According to Jinkerson, this is the first instance in which a photosynthetic organism, such as an algae or a plant, has developed without relying on photosynthesis. It has been totally detached.

After successfully growing algae devoid of photosynthesis, the researchers moved on to a trickier inquiry: Could they also cultivate crop plants?

Their preliminary findings were promising. To demonstrate that lettuce tissue can take up and digest an externally provided carbon source, the researchers in the dark cultivated lettuce tissue in a liquid mixture containing acetate.

And they discovered that the plants integrated acetate into their tissue when they cultivated complete lettuce plants in the light (as well as rice, canola, tomato, and numerous other crop species), but fed them additional acetate.

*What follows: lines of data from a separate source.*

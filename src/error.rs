//! Error types for the arcade binaries.
//!
//! The simulation itself is infallible; only terminal I/O and startup
//! configuration can fail.

use thiserror::Error;

#[derive(Debug, Error)]
pub enum Error {
    #[error("terminal I/O error: {0}")]
    Io(#[from] std::io::Error),

    #[error("invalid configuration: {0}")]
    Config(String),

    #[error("logger initialisation failed: {0}")]
    Logger(String),
}

pub type Result<T> = std::result::Result<T, Error>;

Acetate containing the carbon-13 heavy isotope could be found in both amino acids and carbohydrates, indicating that plants may employ it to promote several metabolic activities.

In fact, the researchers' studies with lettuce suggested that using too much acetate actually slows plant growth. Despite this, the study did not demonstrate that full plants could be grown exclusively on acetate without access to sunlight. According to Jinkerson, his lab is presently engaged in breeding and genetic engineering plant species to increase their tolerance to acetate. That will be required for the team's artificial photosynthesis technique to significantly enhance plant growth and food production.

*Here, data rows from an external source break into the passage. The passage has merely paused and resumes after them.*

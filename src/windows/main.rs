use std::os::raw::{c_ulong, c_void};

use windows::Win32::Foundation::{BOOL, HINSTANCE, TRUE};

use crate::core::RetroCam;

use super::hook;

const DLL_PROCESS_ATTACH: c_ulong = 1;
const DLL_PROCESS_DETACH: c_ulong = 0;

#[no_mangle]
#[allow(non_snake_case)]
pub extern "C" fn DllMain(_dll_module: HINSTANCE, call_reason: c_ulong, _reserved: *mut c_void) -> BOOL {
    match call_reason {
        DLL_PROCESS_ATTACH => {
            if !RetroCam::init() {
                return TRUE;
            }
            hook::init();
            info!("Attach completed");
        }
        DLL_PROCESS_DETACH => {
            if let Some(retrocam) = RetroCam::try_instance() {
                retrocam.dispose();
                info!("Detach completed");
            }
        }
        _ => ()
    }
    TRUE
}
use std::{ffi::CString, os::raw::c_void};
use windows::Win32::Foundation::HMODULE;

use crate::windows::utils;

pub unsafe fn dlsym(handle: *mut c_void, name: &str) -> usize {
    debug_assert!(!handle.is_null());
    let Ok(name_cstr) = CString::new(name) else {
        return 0;
    };
    utils::get_proc_address(HMODULE(handle as isize), &name_cstr)
}
use std::path::Path;

use crate::log_impl;

/// Installs the platform logger. Only the first call has any effect.
pub fn init(debug_mode: bool, data_dir: Option<&Path>) {
    let filter_level = if debug_mode {
        log::LevelFilter::Debug
    }
    else {
        log::LevelFilter::Info
    };

    log_impl::init(filter_level, data_dir);
}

The discoveries of the authors, according to Emma Kovak, a food and agriculture specialist at the Breakthrough Institute, are a first step toward maybe employing acetate to assist feed plants for indoor production. If it enables producers to lower the indoor light levels, that might reduce the energy required to operate indoor farms. However, Kovak notes that in order to allow plants to grow robustly using acetate even in low-light situations, huge improvement would be essential.

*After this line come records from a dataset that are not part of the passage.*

#[cfg(test)]
mod tests {
    use iced_x86::Register;

    use crate::core::{
        signature::{FunctionSignature, ParamType},
        testing::{FakeBackend, FakeMemory, FakeMetadata}
    };

    use super::*;

    const BODY: usize = 0x1000_0000;
    const STUB: usize = 0x1000_0100;
    const OTHER: usize = 0x1000_0200;
    const EXECUTE: usize = 0x1000_0300;

    type AddFn = extern "C" fn(i32) -> i32;

    extern "C" fn add_one(x: i32) -> i32 { x + 1 }
    extern "C" fn add_two(x: i32) -> i32 { x + 2 }
    extern "C" fn times_ten(x: i32) -> i32 { x * 10 }
    extern "C" fn times_hundred(x: i32) -> i32 { x * 100 }

    struct Fixture {
        metadata: FakeMetadata,
        memory: FakeMemory,
        backend: FakeBackend,
        interceptor: Arc<Interceptor>,
        system: ClassHandle
    }

    fn config() -> ResolverConfig {
        ResolverConfig {
            bitness: 64,
            this_register: Register::RCX,
            ..Default::default()
        }
    }

    fn execute_signature() -> FunctionSignature {
        FunctionSignature::new([ParamType::by_ref("CollisionWorld"), ParamType::by_ref("System.Int32")])
    }

    fn fixture() -> Fixture {
        let mut memory = FakeMemory::default();
        memory.insert(BODY, &[0x48, 0x83, 0xEC, 0x28, 0xC3]);
        memory.insert(STUB, &FakeMemory::mov_rax_jmp(BODY as u64));
        memory.insert(OTHER, &[0x55, 0xC3]);
        memory.insert(EXECUTE, &[0x53, 0xC3]);

        let backend = FakeBackend::default();
        backend.define(BODY, add_one as usize);
        backend.define(OTHER, add_two as usize);
        backend.define(EXECUTE, add_one as usize);

        let mut metadata = FakeMetadata::default();
        let system = metadata.add_class("TopdownCameraSystem");
        metadata.add_method(system, "HandleInput", FunctionSignature::new([ParamType::by_ref("InputState")]), STUB);
        metadata.add_method(system, "OnUpdate", FunctionSignature::default(), OTHER);

        let job = metadata.add_nested(system, "<>c__DisplayClass_CameraUpdateJob");
        metadata.add_method(job, "UpdateCamera", FunctionSignature::default(), OTHER);

        let lambda_0 = metadata.add_nested(system, "LambdaJob_0_Job");
        metadata.add_method(lambda_0, "Execute", execute_signature(), EXECUTE);
        metadata.add_method_ex(lambda_0, "Execute", true, FunctionSignature::default(), OTHER);

        let lambda_1 = metadata.add_nested(system, "LambdaJob_1_Job");
        metadata.add_method(lambda_1, "OriginalLambdaBody", FunctionSignature::default(), OTHER);

        Fixture {
            metadata,
            memory,
            backend: backend.clone(),
            interceptor: Arc::new(Interceptor::with_backend(backend)),
            system
        }
    }

    impl Fixture {
        fn detour(&self) -> NativeDetour<'_, FakeMetadata, FakeMemory> {
            NativeDetour::new(&self.metadata, &self.memory, &self.interceptor, config())
        }
    }

    fn is_execute(m: &MethodDef) -> bool {
        !m.is_static &&
        (m.name == "Execute" || m.name.ends_with("_Execute")) &&
        execute_signature().matches(m)
    }

    #[test]
    fn exact_member_hooks_resolved_body() {
        let f = fixture();
        let mut handle = f.detour().create(f.system, "HandleInput", times_ten as usize).expect("hook");

        assert_eq!(handle.target(), BODY);
        assert!(handle.resolution().is_forwarded());
        assert_eq!(handle.method(), "TopdownCameraSystem::HandleInput");

        // Calls through the stub land on the body, which is now the replacement
        assert_eq!(f.backend.call(BODY, 3), 30);
        let original: AddFn = unsafe { handle.original() }.expect("live trampoline");
        assert_eq!(original(3), 4);

        // Unrelated functions keep running their own code
        assert_eq!(f.backend.call(OTHER, 3), 5);

        assert!(handle.dispose().expect("dispose"));
        assert_eq!(f.backend.call(BODY, 3), 4);
    }

    #[test]
    fn dispose_twice_is_noop() {
        let f = fixture();
        let mut handle = f.detour().create(f.system, "HandleInput", times_ten as usize).expect("hook");

        assert!(handle.dispose().expect("dispose"));
        assert!(!handle.dispose().expect("dispose"));
        assert!(handle.is_disposed());
        assert_eq!(handle.trampoline_addr(), 0);
        assert!(unsafe { handle.original::<AddFn>() }.is_none());
        assert_eq!(f.backend.call(BODY, 5), 6);
        assert_eq!(f.interceptor.hook_count(), 0);
    }

    #[test]
    fn failed_dispose_keeps_hook_callable() {
        let f = fixture();
        let mut handle = f.detour().create(f.system, "HandleInput", times_ten as usize).expect("hook");

        f.backend.refuse_unhook(true);
        assert!(matches!(handle.dispose(), Err(Error::HookingError(_))));
        assert!(!handle.is_disposed());
        assert_eq!(f.backend.call(BODY, 3), 30);
        assert_eq!(f.interceptor.get_trampoline_addr(times_ten as usize), handle.trampoline_addr());
        let original: AddFn = unsafe { handle.original() }.expect("live trampoline");
        assert_eq!(original(3), 4);

        f.backend.refuse_unhook(false);
        assert!(handle.dispose().expect("dispose"));
        assert!(handle.is_disposed());
        assert_eq!(f.backend.call(BODY, 3), 4);
    }

    #[test]
    fn missing_member_installs_nothing() {
        let f = fixture();
        let res = f.detour().create(f.system, "HandleGamepadInput", times_ten as usize);

        assert!(matches!(res, Err(Error::TargetNotFound(_))));
        assert_eq!(f.backend.patch_count(), 0);
        assert_eq!(f.backend.call(BODY, 1), 2);
    }

    #[test]
    fn nested_substring_finds_declaring_type() {
        let f = fixture();
        let handle = f.detour()
            .create_nested(f.system, "CameraUpdateJob", "UpdateCamera", times_ten as usize)
            .expect("hook");

        assert_eq!(handle.target(), OTHER);
        assert!(!handle.resolution().is_forwarded());
        assert_eq!(handle.method(), "<>c__DisplayClass_CameraUpdateJob::UpdateCamera");
        assert_eq!(f.backend.call(OTHER, 2), 20);
    }

    #[test]
    fn nested_substring_requires_member() {
        let f = fixture();
        let res = f.detour().create_nested(f.system, "LambdaJob_1", "Execute", times_ten as usize);

        assert!(matches!(res, Err(Error::TargetNotFound(_))));
        assert_eq!(f.backend.patch_count(), 0);
    }

    #[test]
    fn nested_substring_skips_types_without_member() {
        let f = fixture();
        // Both LambdaJob types contain the substring, only LambdaJob_1 declares the method
        let handle = f.detour()
            .create_nested(f.system, "LambdaJob", "OriginalLambdaBody", times_ten as usize)
            .expect("hook");

        assert_eq!(handle.method(), "LambdaJob_1_Job::OriginalLambdaBody");
    }

    #[test]
    fn signature_predicates_select_instance_execute() {
        let f = fixture();
        let handle = f.detour()
            .create_by_signature(f.system, |t| t.name.contains("LambdaJob"), is_execute, times_hundred as usize)
            .expect("hook");

        assert_eq!(handle.target(), EXECUTE);
        assert_eq!(f.backend.call(EXECUTE, 2), 200);
    }

    #[test]
    fn signature_predicates_report_missing_nested_type() {
        let f = fixture();
        let res = f.detour().create_by_signature(f.system, |t| t.name.contains("SystemBase"), is_execute, times_ten as usize);

        assert!(matches!(res, Err(Error::TargetNotFound(_))));
    }

    #[test]
    fn signature_predicates_report_mismatch() {
        let f = fixture();
        let wrong = FunctionSignature::new([ParamType::by_value("System.Single")]);
        let res = f.detour().create_by_signature(
            f.system,
            |t| t.name.contains("LambdaJob"),
            |m| m.name == "Execute" && wrong.matches(m),
            times_ten as usize
        );

        assert!(matches!(res, Err(Error::SignatureMismatch(_))));
        assert_eq!(f.backend.patch_count(), 0);
    }

    #[test]
    fn signature_predicates_refuse_multiple_matches() {
        let f = fixture();
        let res = f.detour().create_by_signature(f.system, |_| true, |_| true, times_ten as usize);

        assert!(matches!(res, Err(Error::AmbiguousTarget(_, n)) if n > 1));
        assert_eq!(f.backend.patch_count(), 0);
    }

    #[test]
    fn overloaded_exact_member_is_ambiguous() {
        let mut f = fixture();
        f.metadata.add_method(f.system, "OnUpdate", FunctionSignature::new([ParamType::by_value("System.Single")]), BODY);

        let res = f.detour().create(f.system, "OnUpdate", times_ten as usize);
        assert!(matches!(res, Err(Error::AmbiguousTarget(_, 2))));
    }

    #[test]
    fn null_method_pointer_is_invalid() {
        let mut f = fixture();
        f.metadata.add_method(f.system, "Abstract", FunctionSignature::default(), 0);

        let res = f.detour().create(f.system, "Abstract", times_ten as usize);
        assert!(matches!(res, Err(Error::InvalidAddress(0))));
    }

    #[test]
    fn backend_refusal_is_reported() {
        let mut f = fixture();
        let unmapped = 0x1000_0400;
        f.memory.insert(unmapped, &[0xC3]);
        f.metadata.add_method(f.system, "NotExecutable", FunctionSignature::default(), unmapped);

        let res = f.detour().create(f.system, "NotExecutable", times_ten as usize);
        assert!(matches!(res, Err(Error::HookingError(_))));
    }

    #[test]
    fn second_hook_on_same_body_is_rejected() {
        let f = fixture();
        let detour = f.detour();

        // OnUpdate and UpdateCamera share one body
        let _first = detour
            .create_nested(f.system, "CameraUpdateJob", "UpdateCamera", times_ten as usize)
            .expect("hook");
        let res = detour.create(f.system, "OnUpdate", times_hundred as usize);

        assert!(matches!(res, Err(Error::AlreadyHooked(OTHER))));
        assert_eq!(f.backend.call(OTHER, 1), 10);
        assert_eq!(f.backend.patch_count(), 1);
    }
}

Evan Groover, a University of California, Berkeley PhD candidate in synthetic biology whose work focuses on genetically modifying plants to enhance photosynthesis, concurs. According to Groover, the study demonstrates that plants can ingest acetate, but it is not evidence that they can genuinely flourish on that or significantly manufacture food, fuel, or medication. According to him, achieving the latter would necessitate totally rewiring plants.

Groover claims that he considered the authors' paper to be exhilarating at the same time.

According to him, this research shows us methods in which we could be able to capture light and carbon in odd, extraterrestrial habitats, or conditions where you can't perform typical farming.

A deep space diet

The technology developed by the researchers might be used for the first time in an extraterrestrial setting. The researchers participated in NASA's Deep Space Food Challenge, which offers prizes and recognition to teams with creative concepts for feeding astronauts on extended space missions, and entered their concept of artificial photosynthesis. The team's idea was chosen as one of the 18 U.S.-based Phase 1 winners last fall. These teams must construct a prototype that really produces food in Phase 2. Winners will be revealed the next year.

A revolutionary food production technique may not be used on a future space mission even if it wins the competition. According to Lynn Rothschild, a senior research scientist at NASA's Ames Research Center who wasn't involved with the new study, many technical elements would need to be sorted out first. Weight is an important factor since artificial photosynthesis will probably necessitate sending new equipment into space, such as extra solar panels and electrolyzers.

But according to Rothschild, it's important to keep an open mind regarding the potential applications of any efforts to rebuild a fundamental biological process like photosynthesis, whether in space or on Earth: The reward could be something we haven't yet thought of.